SERBA SERBI PENYAKIT HIV/ AIDS

Infeksi HIV (AIDS) disebabkan oleh HIV (Human Immunodeficiency Virus tipe I, II), merupakan infeksi umum yang ditularkan melalui kontak sexual , dan pada dasarnya berjalan secara kronis bertahap. Pada stadium lanjut menyebabkan gangguan fungsional yang berat pada system imun, kerusakan organ lain dan neoplasma sampai saat ini belum dapat diobati. Human Immunodeficiency Virus, atau HIV, adalah virus yang menyebabkan AIDS (Acquired Immune Deficiency Syndrome). HIV secara drastis dapat menurunkan sistem kekebalan tubuh, sehingga memungkinkan penyakit, bakteri, virus, dan infeksi lainnya menyerang tubuh Anda.
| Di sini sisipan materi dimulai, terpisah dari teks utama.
//! In-memory storage implementation.
//!
//! Provides a thread-safe in-memory backend for testing and development.

use async_trait::async_trait;
use chrono::Utc;
use std::collections::HashMap;
use std::sync::RwLock;

use super::{
    ResultFilter, RunStatus, Storage, StorageError, StoredJob, StoredResult, StoredRun,
};
use crate::core::job::JobStatus;
use crate::core::task::Task;
use crate::core::types::{JobId, Runtime, TaskId};

/// In-memory storage backend.
///
/// Thread-safe storage using RwLock for concurrent access.
/// Data is not persisted across restarts.
pub struct InMemoryStorage {
    jobs: RwLock<HashMap<JobId, StoredJob>>,
    tasks: RwLock<HashMap<TaskId, Task>>,
    runs: RwLock<HashMap<Runtime, StoredRun>>,
    results: RwLock<Vec<StoredResult>>,
}

impl InMemoryStorage {
    /// Create a new empty in-memory storage.
    pub fn new() -> Self {
        Self {
            jobs: RwLock::new(HashMap::new()),
            tasks: RwLock::new(HashMap::new()),
            runs: RwLock::new(HashMap::new()),
            results: RwLock::new(Vec::new()),
        }
    }
}

impl Default for InMemoryStorage {
    fn default() -> Self {
        Self::new()
    }
}

#[async_trait]
impl Storage for InMemoryStorage {
    async fn save_job(&self, job: StoredJob) -> Result<(), StorageError> {
        let mut jobs = self.jobs.write().map_err(|_| StorageError::LockPoisoned)?;
        match jobs.get_mut(&job.id) {
            Some(existing) => {
                existing.name = job.name;
                existing.job_type = job.job_type;
                existing.updated_at = Utc::now();
            }
            None => {
                jobs.insert(job.id.clone(), job);
            }
        }
        Ok(())
    }

    async fn get_job(&self, id: &JobId) -> Result<StoredJob, StorageError> {
        let jobs = self.jobs.read().map_err(|_| StorageError::LockPoisoned)?;
        jobs.get(id)
            .cloned()
            .ok_or_else(|| StorageError::NotFound(format!("job: {}", id)))
    }

    async fn list_jobs(&self) -> Result<Vec<StoredJob>, StorageError> {
        let jobs = self.jobs.read().map_err(|_| StorageError::LockPoisoned)?;
        let mut result: Vec<_> = jobs.values().cloned().collect();
        result.sort_by(|a, b| a.id.cmp(&b.id));
        Ok(result)
    }

    async fn delete_job(&self, id: &JobId) -> Result<(), StorageError> {
        let mut jobs = self.jobs.write().map_err(|_| StorageError::LockPoisoned)?;
        jobs.remove(id)
            .ok_or_else(|| StorageError::NotFound(format!("job: {}", id)))?;
        Ok(())
    }

    async fn begin_job_run(&self, id: &JobId) -> Result<bool, StorageError> {
        let mut jobs = self.jobs.write().map_err(|_| StorageError::LockPoisoned)?;
        let job = jobs
            .get_mut(id)
            .ok_or_else(|| StorageError::NotFound(format!("job: {}", id)))?;
        if job.status == JobStatus::Running {
            return Ok(false);
        }
        job.status = JobStatus::Running;
        job.updated_at = Utc::now();
        Ok(true)
    }

    async fn set_job_status(&self, id: &JobId, status: JobStatus) -> Result<(), StorageError> {
        let mut jobs = self.jobs.write().map_err(|_| StorageError::LockPoisoned)?;
        let job = jobs
            .get_mut(id)
            .ok_or_else(|| StorageError::NotFound(format!("job: {}", id)))?;
        job.status = status;
        job.updated_at = Utc::now();
        Ok(())
    }

    async fn reset_job_statuses(&self) -> Result<usize, StorageError> {
        let mut jobs = self.jobs.write().map_err(|_| StorageError::LockPoisoned)?;
        let mut changed = 0;
        for job in jobs.values_mut() {
            if job.status != JobStatus::Idle {
                job.status = JobStatus::Idle;
                job.updated_at = Utc::now();
                changed += 1;
            }
        }
        Ok(changed)
    }

    async fn save_task(&self, task: Task) -> Result<(), StorageError> {
        let mut tasks = self.tasks.write().map_err(|_| StorageError::LockPoisoned)?;
        if tasks.contains_key(&task.id) {
            return Err(StorageError::DuplicateKey(format!("task: {}", task.id)));
        }
        tasks.insert(task.id.clone(), task);
        Ok(())
    }

    async fn get_task(&self, id: &TaskId) -> Result<Task, StorageError> {
        let tasks = self.tasks.read().map_err(|_| StorageError::LockPoisoned)?;
        tasks
            .get(id)
            .cloned()
            .ok_or_else(|| StorageError::NotFound(format!("task: {}", id)))
    }

    async fn list_tasks(&self) -> Result<Vec<Task>, StorageError> {
        let tasks = self.tasks.read().map_err(|_| StorageError::LockPoisoned)?;
        let mut result: Vec<_> = tasks.values().cloned().collect();
        result.sort_by(|a, b| a.id.cmp(&b.id));
        Ok(result)
    }

    async fn update_task(&self, task: Task) -> Result<(), StorageError> {
        let mut tasks = self.tasks.write().map_err(|_| StorageError::LockPoisoned)?;
        if !tasks.contains_key(&task.id) {
            return Err(StorageError::NotFound(format!("task: {}", task.id)));
        }
        tasks.insert(task.id.clone(), task);
        Ok(())
    }

    async fn delete_task(&self, id: &TaskId) -> Result<(), StorageError> {
        let mut tasks = self.tasks.write().map_err(|_| StorageError::LockPoisoned)?;
        tasks
            .remove(id)
            .ok_or_else(|| StorageError::NotFound(format!("task: {}", id)))?;
        Ok(())
    }

    async fn save_run(&self, run: StoredRun) -> Result<(), StorageError> {
        let mut runs = self.runs.write().map_err(|_| StorageError::LockPoisoned)?;
        if runs.contains_key(&run.runtime) {
            return Err(StorageError::DuplicateKey(format!("run: {}", run.runtime)));
        }
        runs.insert(run.runtime.clone(), run);
        Ok(())
    }

    async fn get_run(&self, runtime: &Runtime) -> Result<StoredRun, StorageError> {
        let runs = self.runs.read().map_err(|_| StorageError::LockPoisoned)?;
        runs.get(runtime)
            .cloned()
            .ok_or_else(|| StorageError::NotFound(format!("run: {}", runtime)))
    }

    async fn list_runs(&self, job_id: &JobId, limit: usize) -> Result<Vec<StoredRun>, StorageError> {
        let runs = self.runs.read().map_err(|_| StorageError::LockPoisoned)?;
        let mut result: Vec<_> = runs
            .values()
            .filter(|r| &r.job_id == job_id)
            .cloned()
            .collect();
        result.sort_by(|a, b| b.runtime.cmp(&a.runtime));
        result.truncate(limit);
        Ok(result)
    }

    async fn list_child_runs(&self, parent: &Runtime) -> Result<Vec<StoredRun>, StorageError> {
        let runs = self.runs.read().map_err(|_| StorageError::LockPoisoned)?;
        let mut result: Vec<_> = runs
            .values()
            .filter(|r| r.parent_runtime.as_ref() == Some(parent))
            .cloned()
            .collect();
        result.sort_by(|a, b| a.runtime.cmp(&b.runtime));
        Ok(result)
    }

    async fn update_run(&self, run: StoredRun) -> Result<(), StorageError> {
        let mut runs = self.runs.write().map_err(|_| StorageError::LockPoisoned)?;
        if !runs.contains_key(&run.runtime) {
            return Err(StorageError::NotFound(format!("run: {}", run.runtime)));
        }
        runs.insert(run.runtime.clone(), run);
        Ok(())
    }

    async fn get_incomplete_runs(&self) -> Result<Vec<StoredRun>, StorageError> {
        let runs = self.runs.read().map_err(|_| StorageError::LockPoisoned)?;
        let mut result: Vec<_> = runs
            .values()
            .filter(|r| r.status == RunStatus::Running)
            .cloned()
            .collect();
        result.sort_by(|a, b| a.runtime.cmp(&b.runtime));
        Ok(result)
    }

    async fn mark_run_interrupted(&self, runtime: &Runtime) -> Result<(), StorageError> {
        let mut runs = self.runs.write().map_err(|_| StorageError::LockPoisoned)?;
        let run = runs
            .get_mut(runtime)
            .ok_or_else(|| StorageError::NotFound(format!("run: {}", runtime)))?;
        run.mark_interrupted();
        Ok(())
    }

    async fn save_result(&self, result: StoredResult) -> Result<(), StorageError> {
        let mut results = self.results.write().map_err(|_| StorageError::LockPoisoned)?;
        let key = result.key();
        if results.iter().any(|existing| existing.key() == key) {
            return Err(StorageError::DuplicateKey(format!(
                "result: {}/{}/{}",
                result.job_id,
                result.device_name.as_deref().unwrap_or("global"),
                result.runtime
            )));
        }
        results.push(result);
        Ok(())
    }

    async fn list_results(&self, filter: &ResultFilter) -> Result<Vec<StoredResult>, StorageError> {
        let results = self.results.read().map_err(|_| StorageError::LockPoisoned)?;
        let mut matched: Vec<_> = results
            .iter()
            .filter(|r| filter.matches(r))
            .cloned()
            .collect();
        matched.sort_by(|a, b| {
            a.runtime
                .cmp(&b.runtime)
                .then_with(|| a.device_name.cmp(&b.device_name))
        });
        Ok(matched)
    }

    async fn clear_results(&self, job_id: &JobId) -> Result<usize, StorageError> {
        let mut results = self.results.write().map_err(|_| StorageError::LockPoisoned)?;
        let before = results.len();
        results.retain(|r| &r.job_id != job_id);
        Ok(before - results.len())
    }
}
Tidak seperti virus lainnya, tubuh Anda tidak bisa menyingkirkan HIV sepenuhnya. Jika Anda terinfeksi HIV, Anda akan memilikinya sepanjang hidup.AIDS adalah kondisi yang paling parah dari penyakit HIV dan ditandai dengan munculnya penyakit lain, seperti kanker dan berbagai infeksi, yang muncul seiring dengan melemahnya sistem kekebalan tubuh Anda.Seberapa umumkah HIV dan AIDS?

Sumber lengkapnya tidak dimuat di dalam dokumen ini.